What language are you working on?

I guess for closures you simply copy all the locals that they capture into a heap allocated structure that also has the pointer to the closure code.

Someone · on Nov 9, 2014

I have never implemented this, so I'm sure this will be incomplete and possibly slightly inaccurate, but that is not quite true. Some of the issues: copying may not be appropriate if your data is mutable (multiple closures can share a value or it might be modified in the 'regular' code after the closure is created), or if the code does identity checks later on.

Also, for performance, it may be beneficial to skip the 'put a local on the stack' part and create a to-be-captured object directly on the heap.

I see somebody posted https://news.ycombinator.com/item?id=8580501, which points to the Wikipedia entry on 'spaghetti trees', the conceptual view on the needed data structures (which one may recognize from reading SICP, although I do not remember it using the term)

Many implementations, at runtime, will implement the 'main line' of the tree as a 'real stack', but that can be risky, as you will have to make sure that no closures survive the point where any locals they refer to get removed from the stack (what does C++ here? Declare it undefined behaviour or make it impossible?)

stygianguest · on Nov 10, 2014

It's an inhouse shader language that is compiled to different targets, one of which is llvm another is glsl. In our case you are probably right, but it would have been nice to see a simple example.
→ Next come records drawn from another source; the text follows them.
impl ChainState {
    fn accept(&mut self, tx: Transaction) -> TxId {
        let txid = tx.id();
        for input in &tx.inputs {
            self.utxos.remove(&input.previous_output);
            self.spent_by.insert(input.previous_output, txid);
        }
        for (index, output) in tx.outputs.iter().enumerate() {
            self.utxos
                .insert(OutputReference::new(txid, index as u32), output.clone());
        }
        self.transactions.insert(txid, tx);
        self.mempool.push(txid);
        txid
    }

    fn mine(&mut self) -> Option<u64> {
        if self.mempool.is_empty() {
            return None;
        }
        let txids = std::mem::take(&mut self.mempool);
        self.height += 1;
        self.checkpoints.insert(self.height, merkle_root(&txids));
        for (index, txid) in txids.iter().enumerate() {
            if let Some(path) = MerklePath::create(self.height, &txids, index) {
                self.proofs.insert(*txid, path);
            }
        }
        log::debug!("Mined block {} with {} transactions", self.height, txids.len());
        Some(self.height)
    }

    /// `txid` plus every ancestor back to mined transactions
    fn bundle_for(&self, txid: TxId) -> ProofBundle {
        let mut bundle = ProofBundle::new();
        let mut visited = BTreeSet::new();
        let mut pending = vec![txid];
        while let Some(current) = pending.pop() {
            if !visited.insert(current) {
                continue;
            }
            let Some(tx) = self.transactions.get(&current) else {
                continue;
            };
            let proof = self.proofs.get(&current).cloned();
            if proof.is_none() {
                pending.extend(tx.inputs.iter().map(|i| i.previous_output.txid));
            }
            bundle.insert(tx.clone(), proof);
        }
        bundle
    }

    fn check(&self, tx: &Transaction, fee_rate: FeeRate) -> Result<(), BroadcastRejection> {
        if tx.inputs.is_empty() || tx.outputs.is_empty() {
            return Err(BroadcastRejection::new(
                RejectionCause::MalformedScript,
                "transaction needs inputs and outputs",
            ));
        }

        let mut total_in = 0u64;
        for (index, input) in tx.inputs.iter().enumerate() {
            if let Some(spender) = self.spent_by.get(&input.previous_output) {
                return Err(BroadcastRejection::new(
                    RejectionCause::DoubleSpend,
                    format!("{} already spent by {}", input.previous_output, spender),
                ));
            }
            let output = self.utxos.get(&input.previous_output).ok_or_else(|| {
                BroadcastRejection::new(
                    RejectionCause::MalformedScript,
                    format!("unknown input {}", input.previous_output),
                )
            })?;
            verify_spend(tx, index, &output.locking_script, output.value).map_err(|e| {
                BroadcastRejection::new(
                    RejectionCause::MalformedScript,
                    format!("input {}: {}", index, e),
                )
            })?;
            total_in += output.value;
        }

        let total_out = tx.total_output();
        if total_in < total_out {
            return Err(BroadcastRejection::new(
                RejectionCause::MalformedScript,
                format!("outputs {} exceed inputs {}", total_out, total_in),
            ));
        }
        if !fee_rate.is_covered(total_in - total_out, tx.size()) {
            return Err(BroadcastRejection::new(
                RejectionCause::FeeTooLow,
                format!(
                    "fee {} below {} for {} bytes",
                    total_in - total_out,
                    fee_rate.fee_for_size(tx.size()),
                    tx.size()
                ),
            ));
        }
        Ok(())
    }
}

/// In-memory chain with mempool, blocks and merkle proofs
#[derive(Debug, Default)]
pub struct DevChain {
    state: RwLock<ChainState>,
    fee_rate: FeeRate,
}

impl DevChain {
    pub fn new() -> Self {
        Self::default()
    }

    pub fn with_fee_rate(fee_rate: FeeRate) -> Self {
        Self {
            state: RwLock::default(),
            fee_rate,
        }
    }

    pub fn fee_rate(&self) -> FeeRate {
        self.fee_rate
    }

    /// Create an output out of nothing and mine it
    pub async fn fund(&self, locking_script: Script, value: u64) -> OutputReference {
        let mut state = self.state.write().await;
        state.fundings += 1;
        let mut marker = [0u8; 32];
        marker[..4].copy_from_slice(&state.fundings.to_le_bytes());

        let mut tx = Transaction::new(
            vec![TransactionInput::new(OutputReference::new(
                TxId::from_bytes(marker),
                u32::MAX,
            ))],
            vec![TransactionOutput::new(value, locking_script)],
        );
        tx.locktime = state.fundings;

        let txid = state.accept(tx);
        state.mine();
        OutputReference::new(txid, 0)
    }

    /// Mine everything in the mempool; returns the new height
    pub async fn mine_block(&self) -> Option<u64> {
        self.state.write().await.mine()
    }

    pub async fn height(&self) -> u64 {
        self.state.read().await.height
    }

    pub async fn transaction(&self, txid: &TxId) -> Option<Transaction> {
        self.state.read().await.transactions.get(txid).cloned()
    }

    /// Unspent outputs paying `pubkey_hash`
    pub async fn utxos_for(&self, pubkey_hash: &[u8; 20]) -> Vec<(OutputReference, TransactionOutput)> {
        self.state
            .read()
            .await
            .utxos
            .iter()
            .filter(|(_, output)| output.locking_script.p2pkh_hash().as_ref() == Some(pubkey_hash))
            .map(|(reference, output)| (*reference, output.clone()))
            .collect()
    }

    pub async fn balance(&self, pubkey_hash: &[u8; 20]) -> u64 {
        self.utxos_for(pubkey_hash).await.iter().map(|(_, o)| o.value).sum()
    }

    /// Accepted block roots
    pub async fn checkpoints(&self) -> Checkpoints {
        self.state.read().await.checkpoints.clone()
    }

    /// Reject the next `count` submissions as transient failures
    pub async fn fail_next_broadcasts(&self, count: u32) {
        self.state.write().await.fail_next = count;
    }
}

impl OutputResolver for DevChain {
    async fn resolve(&self, reference: &OutputReference) -> Result<ResolvedOutput, MarketError> {
        let state = self.state.read().await;
        let output = state
            .utxos
            .get(reference)
            .ok_or(MarketError::NotFound(*reference))?;
        Ok(ResolvedOutput {
            value: output.value,
            locking_script: output.locking_script.clone(),
            proof_bundle: state.bundle_for(reference.txid),
        })
    }

    async fn spending_transaction(
        &self,
        reference: &OutputReference,
    ) -> Result<Option<Transaction>, MarketError> {
        let state = self.state.read().await;
        Ok(state
            .spent_by
            .get(reference)
            .and_then(|txid| state.transactions.get(txid))
            .cloned())
    }
}

impl Broadcaster for DevChain {
    async fn submit(&self, tx: &Transaction) -> Result<TxId, BroadcastRejection> {
        let mut state = self.state.write().await;
        if state.fail_next > 0 {
            state.fail_next -= 1;
            return Err(BroadcastRejection::new(
                RejectionCause::Transient,
                "node temporarily unavailable",
            ));
        }

        let txid = tx.id();
        if state.transactions.contains_key(&txid) {
            return Ok(txid);
        }
        state.check(tx, self.fee_rate)?;

        let mut accepted = tx.clone();
        for input in &mut accepted.inputs {
            input.source_transaction = None;
        }
        state.accept(accepted);
        log::info!("Accepted transaction {} into mempool", txid);
        Ok(txid)
    }
}

// =============================================================================
// Wallet
// =============================================================================

#[derive(Debug)]
struct PendingAction {
    tx: Transaction,
    caller_inputs: usize,
    reserved: Vec<OutputReference>,
}

/// A finalized action whose transaction may still fail to broadcast
#[derive(Debug)]
struct CommittedAction {
    txid: TxId,
    reserved: Vec<OutputReference>,
}

#[derive(Debug, Default)]
struct WalletState {
    pending: HashMap<SigningReference, PendingAction>,
    committed: HashMap<SigningReference, CommittedAction>,
    reserved: BTreeSet<OutputReference>,
    actions: u64,
}

impl WalletState {
    fn release(&mut self, outputs: &[OutputReference]) {
        for r in outputs {
            self.reserved.remove(r);
        }
    }
}

/// Single-key wallet that funds and signs marketplace transactions
pub struct DevWallet {
    key: KeyPair,
    chain: Arc<DevChain>,
    state: RwLock<WalletState>,
    begins: AtomicUsize,
    finalizes: AtomicUsize,
}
Of course there's many implementations in other open source languages, but it's much more work to analyse such large code bases.

pjmlp · on Nov 9, 2014

You can always check how Haskell, Rust and Clojure-LLVM do it, just to cite three examples.

TheRubyist · on Nov 9, 2014

Can't wait until Apple will disclose more information about Swift IR that compiles to LLVM IR. Too bad they canceled this year LLVM Devmeeting keynote.

exDM69 · on Nov 9, 2014

I'm guessing that it's only conventions to work around the hardware specific parts of LLVM IR. Stuff like pointer and integer size, etc.

If you want to look at something similar, OpenCL has an LLVM IR -based standardized binary IR.

DannyBee · on Nov 9, 2014

Actually, this is very wrong :)

SIL has a very large number of differences from LLVM IR. It's essentially built as an IR that the can do static analysis and high level optimization on.

This means it has a number of higher level constructs that LLVM doesn't, in order to be able to achieve the semantics they want for static analysis, and in order to be able to do things like optimize dispatch.

pjmlp · on Nov 9, 2014

Just check Haskell LLVM backend instead.